» The problem:
Find how many lines of the entries contain the word "events", then report that figure alone.

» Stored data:
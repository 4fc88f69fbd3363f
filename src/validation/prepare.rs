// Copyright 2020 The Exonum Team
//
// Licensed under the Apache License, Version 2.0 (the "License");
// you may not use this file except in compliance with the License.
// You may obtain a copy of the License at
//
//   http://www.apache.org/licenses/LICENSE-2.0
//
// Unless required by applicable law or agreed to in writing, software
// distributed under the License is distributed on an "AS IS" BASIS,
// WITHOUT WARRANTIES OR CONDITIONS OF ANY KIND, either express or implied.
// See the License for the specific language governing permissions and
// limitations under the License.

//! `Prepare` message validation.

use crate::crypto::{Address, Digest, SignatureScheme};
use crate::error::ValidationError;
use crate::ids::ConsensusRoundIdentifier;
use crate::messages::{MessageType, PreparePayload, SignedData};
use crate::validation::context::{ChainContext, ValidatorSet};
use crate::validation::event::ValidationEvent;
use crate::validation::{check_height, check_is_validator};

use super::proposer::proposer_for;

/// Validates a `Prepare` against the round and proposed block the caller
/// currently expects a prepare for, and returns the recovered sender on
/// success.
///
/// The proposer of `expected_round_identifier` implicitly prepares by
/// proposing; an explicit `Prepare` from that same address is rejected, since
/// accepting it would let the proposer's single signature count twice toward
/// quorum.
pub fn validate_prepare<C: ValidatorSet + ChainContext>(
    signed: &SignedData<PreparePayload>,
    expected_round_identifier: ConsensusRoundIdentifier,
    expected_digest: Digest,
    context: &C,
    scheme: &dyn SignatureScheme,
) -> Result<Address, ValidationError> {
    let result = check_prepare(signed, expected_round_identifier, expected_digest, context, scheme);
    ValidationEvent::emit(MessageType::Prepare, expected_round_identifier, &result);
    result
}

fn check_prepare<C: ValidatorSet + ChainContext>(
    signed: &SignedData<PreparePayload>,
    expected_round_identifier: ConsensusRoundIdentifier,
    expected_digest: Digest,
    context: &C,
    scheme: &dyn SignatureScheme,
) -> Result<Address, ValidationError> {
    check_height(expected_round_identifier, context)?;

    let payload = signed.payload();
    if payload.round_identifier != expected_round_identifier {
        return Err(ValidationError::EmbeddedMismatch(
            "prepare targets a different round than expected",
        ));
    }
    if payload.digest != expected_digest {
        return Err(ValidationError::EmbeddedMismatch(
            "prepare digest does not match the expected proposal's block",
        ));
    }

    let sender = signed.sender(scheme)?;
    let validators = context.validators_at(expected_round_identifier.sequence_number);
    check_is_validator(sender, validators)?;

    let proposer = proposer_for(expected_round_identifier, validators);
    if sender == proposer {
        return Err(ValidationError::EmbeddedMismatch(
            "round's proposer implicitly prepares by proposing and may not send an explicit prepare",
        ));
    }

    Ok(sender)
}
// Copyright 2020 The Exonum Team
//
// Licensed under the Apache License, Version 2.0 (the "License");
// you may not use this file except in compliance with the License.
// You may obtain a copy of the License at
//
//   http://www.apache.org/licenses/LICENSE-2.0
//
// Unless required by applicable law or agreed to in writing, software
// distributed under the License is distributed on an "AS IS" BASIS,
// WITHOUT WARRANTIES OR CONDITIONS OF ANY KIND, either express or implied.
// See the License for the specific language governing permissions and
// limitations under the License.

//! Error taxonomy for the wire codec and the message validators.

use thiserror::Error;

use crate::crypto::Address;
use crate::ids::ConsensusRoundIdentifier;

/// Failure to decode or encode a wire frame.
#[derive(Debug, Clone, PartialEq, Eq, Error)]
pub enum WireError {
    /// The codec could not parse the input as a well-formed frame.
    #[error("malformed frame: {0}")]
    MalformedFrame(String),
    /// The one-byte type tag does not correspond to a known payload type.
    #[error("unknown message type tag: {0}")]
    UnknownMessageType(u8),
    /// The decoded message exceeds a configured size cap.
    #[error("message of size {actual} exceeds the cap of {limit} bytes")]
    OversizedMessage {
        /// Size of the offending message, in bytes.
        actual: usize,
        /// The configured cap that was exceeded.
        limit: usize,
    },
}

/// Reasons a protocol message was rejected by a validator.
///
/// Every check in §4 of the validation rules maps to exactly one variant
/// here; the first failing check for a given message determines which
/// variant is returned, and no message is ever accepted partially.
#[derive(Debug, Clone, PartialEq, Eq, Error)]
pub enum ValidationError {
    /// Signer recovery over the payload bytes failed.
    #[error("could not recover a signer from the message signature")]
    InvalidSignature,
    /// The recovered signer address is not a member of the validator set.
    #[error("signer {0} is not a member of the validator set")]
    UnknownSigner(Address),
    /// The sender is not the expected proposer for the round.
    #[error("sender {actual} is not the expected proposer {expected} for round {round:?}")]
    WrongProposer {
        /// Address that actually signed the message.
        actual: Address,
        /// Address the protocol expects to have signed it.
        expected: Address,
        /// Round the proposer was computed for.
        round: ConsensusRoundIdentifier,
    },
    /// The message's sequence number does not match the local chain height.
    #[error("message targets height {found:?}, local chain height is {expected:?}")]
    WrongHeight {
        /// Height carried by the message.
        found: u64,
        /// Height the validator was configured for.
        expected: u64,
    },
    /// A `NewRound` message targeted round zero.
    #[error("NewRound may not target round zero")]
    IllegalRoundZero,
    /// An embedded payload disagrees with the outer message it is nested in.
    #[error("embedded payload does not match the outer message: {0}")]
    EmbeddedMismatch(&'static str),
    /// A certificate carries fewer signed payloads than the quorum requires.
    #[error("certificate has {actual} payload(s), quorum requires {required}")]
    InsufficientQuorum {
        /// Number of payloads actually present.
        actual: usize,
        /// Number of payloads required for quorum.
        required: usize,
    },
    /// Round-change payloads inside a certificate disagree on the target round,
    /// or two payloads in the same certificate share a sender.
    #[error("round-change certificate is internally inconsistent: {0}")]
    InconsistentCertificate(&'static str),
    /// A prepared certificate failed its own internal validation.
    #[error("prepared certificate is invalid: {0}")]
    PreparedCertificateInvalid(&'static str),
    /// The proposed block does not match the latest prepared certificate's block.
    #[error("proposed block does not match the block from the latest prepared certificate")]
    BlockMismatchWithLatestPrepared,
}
==
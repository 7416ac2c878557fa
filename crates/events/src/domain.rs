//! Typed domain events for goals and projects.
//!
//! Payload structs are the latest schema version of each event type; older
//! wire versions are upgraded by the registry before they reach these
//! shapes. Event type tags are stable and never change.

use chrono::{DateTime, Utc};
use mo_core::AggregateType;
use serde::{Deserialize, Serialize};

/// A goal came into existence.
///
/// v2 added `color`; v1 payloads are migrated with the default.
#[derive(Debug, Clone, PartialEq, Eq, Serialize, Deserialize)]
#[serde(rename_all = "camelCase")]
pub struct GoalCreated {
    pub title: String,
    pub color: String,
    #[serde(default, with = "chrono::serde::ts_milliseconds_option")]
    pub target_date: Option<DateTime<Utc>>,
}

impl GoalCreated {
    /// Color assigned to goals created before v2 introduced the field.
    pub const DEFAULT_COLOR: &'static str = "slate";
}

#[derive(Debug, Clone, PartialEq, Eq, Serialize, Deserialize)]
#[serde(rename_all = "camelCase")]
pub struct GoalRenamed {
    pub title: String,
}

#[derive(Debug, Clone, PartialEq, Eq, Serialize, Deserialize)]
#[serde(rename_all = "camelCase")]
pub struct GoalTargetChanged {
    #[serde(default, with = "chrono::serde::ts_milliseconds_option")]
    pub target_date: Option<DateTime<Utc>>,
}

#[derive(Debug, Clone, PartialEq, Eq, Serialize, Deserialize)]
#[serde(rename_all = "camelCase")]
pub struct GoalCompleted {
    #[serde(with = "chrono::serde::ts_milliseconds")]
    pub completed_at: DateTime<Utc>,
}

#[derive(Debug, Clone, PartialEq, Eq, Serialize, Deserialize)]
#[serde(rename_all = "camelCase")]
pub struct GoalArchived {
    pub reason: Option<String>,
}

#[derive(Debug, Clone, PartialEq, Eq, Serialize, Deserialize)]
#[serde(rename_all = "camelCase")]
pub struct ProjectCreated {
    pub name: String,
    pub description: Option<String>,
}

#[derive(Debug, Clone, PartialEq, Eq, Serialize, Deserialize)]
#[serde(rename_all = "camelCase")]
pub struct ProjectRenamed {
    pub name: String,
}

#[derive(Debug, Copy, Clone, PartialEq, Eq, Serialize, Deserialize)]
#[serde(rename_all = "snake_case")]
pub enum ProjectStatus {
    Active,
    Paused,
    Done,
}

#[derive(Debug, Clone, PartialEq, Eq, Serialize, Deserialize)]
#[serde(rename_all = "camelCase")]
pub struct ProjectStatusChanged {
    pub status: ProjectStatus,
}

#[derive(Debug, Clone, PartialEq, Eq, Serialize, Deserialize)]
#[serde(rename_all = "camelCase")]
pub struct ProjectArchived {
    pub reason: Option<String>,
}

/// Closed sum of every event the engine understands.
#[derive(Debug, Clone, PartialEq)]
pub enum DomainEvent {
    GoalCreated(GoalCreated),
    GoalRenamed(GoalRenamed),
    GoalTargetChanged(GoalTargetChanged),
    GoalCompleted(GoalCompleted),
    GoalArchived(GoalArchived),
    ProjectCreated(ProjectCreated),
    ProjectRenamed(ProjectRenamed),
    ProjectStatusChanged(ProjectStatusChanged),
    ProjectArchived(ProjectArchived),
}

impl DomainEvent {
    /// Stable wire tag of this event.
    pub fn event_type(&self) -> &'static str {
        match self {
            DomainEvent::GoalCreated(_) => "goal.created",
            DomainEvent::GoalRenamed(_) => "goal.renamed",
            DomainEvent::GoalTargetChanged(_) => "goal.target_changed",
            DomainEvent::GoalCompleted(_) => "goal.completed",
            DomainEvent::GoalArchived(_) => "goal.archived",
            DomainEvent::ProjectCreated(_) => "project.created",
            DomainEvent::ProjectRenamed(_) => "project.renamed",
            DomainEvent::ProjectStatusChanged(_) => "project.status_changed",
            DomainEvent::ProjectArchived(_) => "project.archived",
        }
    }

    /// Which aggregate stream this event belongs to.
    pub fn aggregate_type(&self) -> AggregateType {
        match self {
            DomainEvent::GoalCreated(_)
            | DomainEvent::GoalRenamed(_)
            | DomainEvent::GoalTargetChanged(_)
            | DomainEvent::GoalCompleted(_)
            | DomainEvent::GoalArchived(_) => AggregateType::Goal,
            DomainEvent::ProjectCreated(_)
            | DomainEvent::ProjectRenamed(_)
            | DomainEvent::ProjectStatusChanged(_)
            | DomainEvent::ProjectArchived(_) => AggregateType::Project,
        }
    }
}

» Output for this exercise:
2